(Beginning of Data provided)

use std::net::SocketAddr;
use std::sync::Arc;
use std::time::{Duration, Instant};

use nms_core::crypto::{Curve, KeyExchange};
use nms_core::wire::{demux, Frame, FrameSigner, NetTaskFrame, NetflowFrame, TaskType};
use nms_net::handshake::ServerHandshakeCfg;
use nms_net::{
    Agent, CloseReason, ConnectionTarget, HandshakeEvent, HandshakeState, MemoryTransport, Server,
    AUTH_ACK,
};
use parking_lot::Mutex;

fn server_addr() -> SocketAddr {
    "127.0.0.1:2023".parse().unwrap()
}

fn agent_addr() -> SocketAddr {
    "127.0.0.1:2022".parse().unwrap()
}

fn secs(n: u64) -> Duration {
    Duration::from_secs(n)
}

struct Peer {
    addr: SocketAddr,
    agent: Agent<MemoryTransport>,
    out: MemoryTransport,
    events: Vec<HandshakeEvent>,
}

/// One server and any number of agents wired through in-memory transports.
struct Rig {
    signer: FrameSigner,
    server: Server<MemoryTransport>,
    server_out: MemoryTransport,
    server_events: Vec<HandshakeEvent>,
    peers: Vec<Peer>,
}

impl Rig {
    fn empty() -> Self {
        let signer = FrameSigner::default();
        let server_out = MemoryTransport::new();
        Self {
            server: Server::new(server_out.clone(), signer.clone(), ServerHandshakeCfg::default()),
            signer,
            server_out,
            server_events: Vec::new(),
            peers: Vec::new(),
        }
    }

    fn new(agent_id: u32) -> Self {
        let mut rig = Self::empty();
        rig.add_agent(agent_addr(), agent_id);
        rig
    }

    /// Adds an agent bound at `addr` and returns its index.
    fn add_agent(&mut self, addr: SocketAddr, agent_id: u32) -> usize {
        let out = MemoryTransport::new();
        let target = ConnectionTarget::from(server_addr());
        self.peers.push(Peer {
            addr,
            agent: Agent::new(out.clone(), self.signer.clone(), target, Curve::X25519, agent_id),
            out,
            events: Vec::new(),
        });
        self.peers.len() - 1
    }

    fn agent(&mut self, i: usize) -> &mut Agent<MemoryTransport> {
        &mut self.peers[i].agent
    }

    fn pump(&mut self) {
        self.pump_at(Instant::now());
    }

    /// Deliver queued datagrams both ways until nothing moves, with the
    /// server's clock held at `now`.
    fn pump_at(&mut self, now: Instant) {
        loop {
            let mut moved = false;
            for i in 0..self.peers.len() {
                let from = self.peers[i].addr;
                for (bytes, to) in self.peers[i].out.take() {
                    moved = true;
                    assert_eq!(to, server_addr());
                    let ev = self.server.handle_datagram(&bytes, from, now);
                    self.server_events.extend(ev);
                }
            }
            for (bytes, to) in self.server_out.take() {
                moved = true;
                let Some(peer) = self.peers.iter_mut().find(|p| p.addr == to) else {
                    continue;
                };
                let ev = peer.agent.handle_datagram(&bytes, server_addr());
                peer.events.extend(ev);
            }
            if !moved {
                break;
            }
        }
    }
}

/// Server answers REQUEST_REGISTER and counts how often it ran.
fn count_register_calls(rig: &mut Rig) -> Arc<Mutex<usize>> {
    let calls = Arc::new(Mutex::new(0));
    let c = Arc::clone(&calls);
    rig.server
        .tasks_mut()
        .register(TaskType::RequestRegister, move |f: &NetTaskFrame| {
            *c.lock() += 1;
            Some(format!("registered {}", f.agent_id).into_bytes())
        });
    calls
}

fn record_responses(
    agent: &mut Agent<MemoryTransport>,
    kind: TaskType,
) -> Arc<Mutex<Vec<NetTaskFrame>>> {
    let seen = Arc::new(Mutex::new(Vec::new()));
    let s = Arc::clone(&seen);
    agent.tasks_mut().register(kind, move |f: &NetTaskFrame| {
        s.lock().push(f.clone());
        None
    });
    seen
}

#[test]
fn agent_receives_authenticated_ack() {
    let mut rig = Rig::new(1);
    rig.agent(0).connect();
    rig.pump();

    assert!(rig.agent(0).is_authenticated());
    assert!(rig
        .server
        .handshake()
        .is_authenticated(&agent_addr(), Instant::now()));
    assert_eq!(
        rig.peers[0].events,
        vec![
            HandshakeEvent::Authenticated,
            HandshakeEvent::Message(AUTH_ACK.as_bytes().to_vec()),
        ]
    );
    assert_eq!(rig.server_events, vec![HandshakeEvent::Authenticated]);

    rig.agent(0).send_message(b"metrics soon").unwrap();
    rig.pump();
    assert_eq!(
        rig.server_events.last(),
        Some(&HandshakeEvent::Message(b"metrics soon".to_vec()))
    );
}

#[test]
fn wrong_negotiator_challenge_is_killed() {
    let signer = FrameSigner::default();
    let out = MemoryTransport::new();
    let mut server = Server::new(out.clone(), signer.clone(), ServerHandshakeCfg::default());
    let now = Instant::now();

    let kex = KeyExchange::new(Curve::X25519);
    let hello = NetflowFrame::HelloThere {
        public_key: kex.public_key(),
    };
    server.handle_datagram(&hello.encode(&signer), agent_addr(), now);
    let (frames, _) = demux(&out.take()[0].0, &signer);
    assert!(matches!(
        frames.as_slice(),
        [Frame::Netflow(NetflowFrame::GeneralKenobi { .. })]
    ));

    let forged = NetflowFrame::TheNegotiator {
        challenge: [0xEE; 32],
    };
    let events = server.handle_datagram(&forged.encode(&signer), agent_addr(), now);
    assert_eq!(
        events,
        vec![HandshakeEvent::Closed(CloseReason::AuthenticationFailure)]
    );
    let (frames, _) = demux(&out.take()[0].0, &signer);
    assert_eq!(frames, vec![Frame::Netflow(NetflowFrame::Kys)]);
    assert!(!server.handshake().is_authenticated(&agent_addr(), now));
    assert_eq!(server.handshake().peer_count(), 0);
}

#[test]
fn register_request_round_trip_after_handshake() {
    let mut rig = Rig::new(7);
    count_register_calls(&mut rig);
    let answers = record_responses(rig.agent(0), TaskType::ResponseRegister);

    rig.agent(0).connect();
    rig.pump();
    let seq = rig
        .agent(0)
        .request(TaskType::RequestRegister, b"host=a1".to_vec(), Instant::now())
        .unwrap();
    assert_eq!(seq, 1);
    rig.pump();

    let answers = answers.lock();
    assert_eq!(answers.len(), 1);
    assert_eq!(answers[0].agent_id, 7);
    assert_eq!(answers[0].task_type, TaskType::ResponseRegister);
    assert_eq!(answers[0].acknowledgement_number, 1);
    assert_eq!(answers[0].payload, b"registered 7");
}

#[test]
fn steady_reporting_keeps_the_session_alive() {
    let mut rig = Rig::new(3);
    rig.server
        .tasks_mut()
        .register(TaskType::RequestMetrics, |_: &NetTaskFrame| Some(b"ok".to_vec()));
    let answers = record_responses(rig.agent(0), TaskType::ResponseMetrics);

    let t0 = Instant::now();
    rig.agent(0).connect();
    rig.pump_at(t0);

    // Each gap stays under the idle TTL; the total runs well past it.
    for at in [300, 590, 610, 650, 1200] {
        let now = t0 + secs(at);
        rig.agent(0)
            .request(TaskType::RequestMetrics, vec![], now)
            .unwrap();
        rig.pump_at(now);
        rig.server.expire(now);
    }

    let acks: Vec<u32> = answers.lock().iter().map(|f| f.acknowledgement_number).collect();
    assert_eq!(acks, vec![1, 2, 3, 4, 5]);
    assert!(rig.agent(0).is_authenticated());
    assert!(rig
        .server
        .handshake()
        .is_authenticated(&agent_addr(), t0 + secs(1200)));
}

#[test]
fn silence_past_the_idle_ttl_draws_kys() {
    let mut rig = Rig::new(3);
    let calls = count_register_calls(&mut rig);

    let t0 = Instant::now();
    rig.agent(0).connect();
    rig.pump_at(t0);
    rig.peers[0].events.clear();

    let late = t0 + secs(601);
    rig.agent(0)
        .request(TaskType::RequestRegister, vec![], late)
        .unwrap();
    rig.pump_at(late);

    assert_eq!(*calls.lock(), 0);
    assert_eq!(
        rig.peers[0].events,
        vec![HandshakeEvent::Closed(CloseReason::PeerKys)]
    );
    assert_eq!(rig.agent(0).state(), HandshakeState::Closed);
    assert_eq!(
        rig.server.handshake().state_of(&agent_addr(), late),
        HandshakeState::Idle
    );

    // A fresh handshake restores service.
    rig.agent(0).connect();
    rig.pump_at(late);
    assert!(rig.agent(0).is_authenticated());
    rig.agent(0)
        .request(TaskType::RequestRegister, vec![], late)
        .unwrap();
    rig.pump_at(late);
    assert_eq!(*calls.lock(), 1);
}

#[test]
fn agents_sharing_an_id_are_tracked_apart() {
    let mut rig = Rig::empty();
    let calls = count_register_calls(&mut rig);
    let a = rig.add_agent("127.0.0.1:40001".parse().unwrap(), 1);
    let b = rig.add_agent("127.0.0.1:40002".parse().unwrap(), 1);
    let answers_a = record_responses(rig.agent(a), TaskType::ResponseRegister);
    let answers_b = record_responses(rig.agent(b), TaskType::ResponseRegister);

    let now = Instant::now();
    rig.agent(a).connect();
    rig.agent(b).connect();
    rig.pump_at(now);
    assert_eq!(rig.server.handshake().peer_count(), 2);

    for i in [a, b] {
        let seq = rig
            .agent(i)
            .request(TaskType::RequestRegister, vec![], now)
            .unwrap();
        assert_eq!(seq, 1);
    }
    rig.pump_at(now);

    assert_eq!(*calls.lock(), 2);
    assert_eq!(answers_a.lock().len(), 1);
    assert_eq!(answers_b.lock().len(), 1);
    assert_eq!(answers_b.lock()[0].acknowledgement_number, 1);
}

#[test]
fn restarted_agent_starts_its_sequence_over() {
    let mut rig = Rig::empty();
    let calls = count_register_calls(&mut rig);
    let now = Instant::now();

    let first = rig.add_agent("127.0.0.1:40001".parse().unwrap(), 5);
    rig.agent(first).connect();
    rig.pump_at(now);
    rig.agent(first)
        .request(TaskType::RequestRegister, vec![], now)
        .unwrap();
    rig.pump_at(now);
    assert_eq!(*calls.lock(), 1);

    // Same id, new process on a new port, counting from 1 again.
    let second = rig.add_agent("127.0.0.1:40002".parse().unwrap(), 5);
    let answers = record_responses(rig.agent(second), TaskType::ResponseRegister);
    rig.agent(second).connect();
    rig.pump_at(now);
    let seq = rig
        .agent(second)
        .request(TaskType::RequestRegister, vec![], now)
        .unwrap();
    assert_eq!(seq, 1);
    rig.pump_at(now);

    assert_eq!(*calls.lock(), 2);
    assert_eq!(answers.lock().len(), 1);
    assert_eq!(answers.lock()[0].acknowledgement_number, 1);
}

#[test]
fn rehandshake_on_the_same_port_resets_duplicate_tracking() {
    let mut rig = Rig::new(9);
    let calls = count_register_calls(&mut rig);
    let now = Instant::now();

    rig.agent(0).connect();
    rig.pump_at(now);
    rig.agent(0)
        .request(TaskType::RequestRegister, vec![], now)
        .unwrap();
    rig.pump_at(now);

    // Restart in place: a new agent at the same address reuses seq 1.
    rig.peers.clear();
    rig.add_agent(agent_addr(), 9);
    rig.agent(0).connect();
    rig.pump_at(now);
    assert_eq!(
        rig.agent(0)
            .request(TaskType::RequestRegister, vec![], now)
            .unwrap(),
        1
    );
    rig.pump_at(now);

    assert_eq!(*calls.lock(), 2);
}

#[test]
fn agent_kys_clears_server_session() {
    let mut rig = Rig::new(1);
    rig.agent(0).connect();
    rig.pump();
    assert_eq!(rig.server.handshake().peer_count(), 1);

    rig.agent(0).close();
    rig.pump();
    assert_eq!(rig.server.handshake().peer_count(), 0);
    assert_eq!(
        rig.server_events.last(),
        Some(&HandshakeEvent::Closed(CloseReason::PeerKys))
    );
}

#[test]
fn frames_signed_with_another_key_are_ignored() {
    let mut rig = Rig::new(1);
    let stranger = FrameSigner::new([9; 32]);
    let kex = KeyExchange::new(Curve::X25519);
    let hello = NetflowFrame::HelloThere {
        public_key: kex.public_key(),
    };
    let events = rig
        .server
        .handle_datagram(&hello.encode(&stranger), agent_addr(), Instant::now());
    assert!(events.is_empty());
    assert!(rig.server_out.is_empty());
    assert_eq!(rig.server.handshake().peer_count(), 0);
}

(End of Data provided)

Brief: Please copy, exactly as written, every line in the listing above from the line with "for i in 0..self.peers.len()" up to and including the line with "let ev = self.server.handle_datagram(&bytes, from, now);".

Solution to the problem:
            for i in 0..self.peers.len() {
                let from = self.peers[i].addr;
                for (bytes, to) in self.peers[i].out.take() {
                    moved = true;
                    assert_eq!(to, server_addr());
                    let ev = self.server.handle_datagram(&bytes, from, now);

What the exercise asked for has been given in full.